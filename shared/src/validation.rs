//! 登录 / 注册表单校验
//!
//! 校验顺序：必填字段 -> 两次密码一致 -> 密码长度。
//! 全部通过后才会构造请求对象，失败时不会发出任何网络请求。

use crate::ValidationError;
use crate::protocol::{LoginRequest, RegisterRequest};

pub const MIN_PASSWORD_LEN: usize = 6;

/// 非空检查（忽略首尾空白）
pub fn require(field: &'static str, value: &str) -> Result<(), ValidationError> {
    if value.trim().is_empty() {
        Err(ValidationError::Required(field))
    } else {
        Ok(())
    }
}

#[derive(Debug, Clone, Default, PartialEq)]
pub struct LoginForm {
    pub email: String,
    pub password: String,
}

impl LoginForm {
    pub fn validate(&self) -> Result<LoginRequest, ValidationError> {
        require("email", &self.email)?;
        require("mật khẩu", &self.password)?;
        Ok(LoginRequest {
            email: self.email.trim().to_string(),
            password: self.password.clone(),
        })
    }
}

/// 注册表单
#[derive(Debug, Clone, Default, PartialEq)]
pub struct RegistrationForm {
    pub name: String,
    pub email: String,
    pub phone: String,
    pub national_id: String,
    pub address: String,
    pub password: String,
    pub confirm_password: String,
}

impl RegistrationForm {
    pub fn validate(&self) -> Result<RegisterRequest, ValidationError> {
        require("họ tên", &self.name)?;
        require("email", &self.email)?;
        require("số điện thoại", &self.phone)?;
        require("CCCD", &self.national_id)?;
        require("địa chỉ", &self.address)?;
        require("mật khẩu", &self.password)?;

        if self.password != self.confirm_password {
            return Err(ValidationError::PasswordMismatch);
        }
        if self.password.chars().count() < MIN_PASSWORD_LEN {
            return Err(ValidationError::PasswordTooShort {
                min: MIN_PASSWORD_LEN,
            });
        }

        Ok(RegisterRequest {
            email: self.email.trim().to_string(),
            password: self.password.clone(),
            name: self.name.trim().to_string(),
            phone: self.phone.trim().to_string(),
            national_id: self.national_id.trim().to_string(),
            address: self.address.trim().to_string(),
        })
    }
}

__________

» Assigned task
Word for word, output all of the material.

» Written answer
filename shared/src/validation.rs
//! 登录 / 注册表单校验
//!
//! 校验顺序：必填字段 -> 两次密码一致 -> 密码长度。
//! 全部通过后才会构造请求对象，失败时不会发出任何网络请求。

use crate::ValidationError;
use crate::protocol::{LoginRequest, RegisterRequest};

pub const MIN_PASSWORD_LEN: usize = 6;

/// 非空检查（忽略首尾空白）
pub fn require(field: &'static str, value: &str) -> Result<(), ValidationError> {
    if value.trim().is_empty() {
        Err(ValidationError::Required(field))
    } else {
        Ok(())
    }
}

#[derive(Debug, Clone, Default, PartialEq)]
pub struct LoginForm {
    pub email: String,
    pub password: String,
}

impl LoginForm {
    pub fn validate(&self) -> Result<LoginRequest, ValidationError> {
        require("email", &self.email)?;
        require("mật khẩu", &self.password)?;
        Ok(LoginRequest {
            email: self.email.trim().to_string(),
            password: self.password.clone(),
        })
    }
}

/// 注册表单
#[derive(Debug, Clone, Default, PartialEq)]
pub struct RegistrationForm {
    pub name: String,
    pub email: String,
    pub phone: String,
    pub national_id: String,
    pub address: String,
    pub password: String,
    pub confirm_password: String,
}

impl RegistrationForm {
    pub fn validate(&self) -> Result<RegisterRequest, ValidationError> {
        require("họ tên", &self.name)?;
        require("email", &self.email)?;
        require("số điện thoại", &self.phone)?;
        require("CCCD", &self.national_id)?;
        require("địa chỉ", &self.address)?;
        require("mật khẩu", &self.password)?;

        if self.password != self.confirm_password {
            return Err(ValidationError::PasswordMismatch);
        }
        if self.password.chars().count() < MIN_PASSWORD_LEN {
            return Err(ValidationError::PasswordTooShort {
                min: MIN_PASSWORD_LEN,
            });
        }

        Ok(RegisterRequest {
            email: self.email.trim().to_string(),
            password: self.password.clone(),
            name: self.name.trim().to_string(),
            phone: self.phone.trim().to_string(),
            national_id: self.national_id.trim().to_string(),
            address: self.address.trim().to_string(),
        })
    }
}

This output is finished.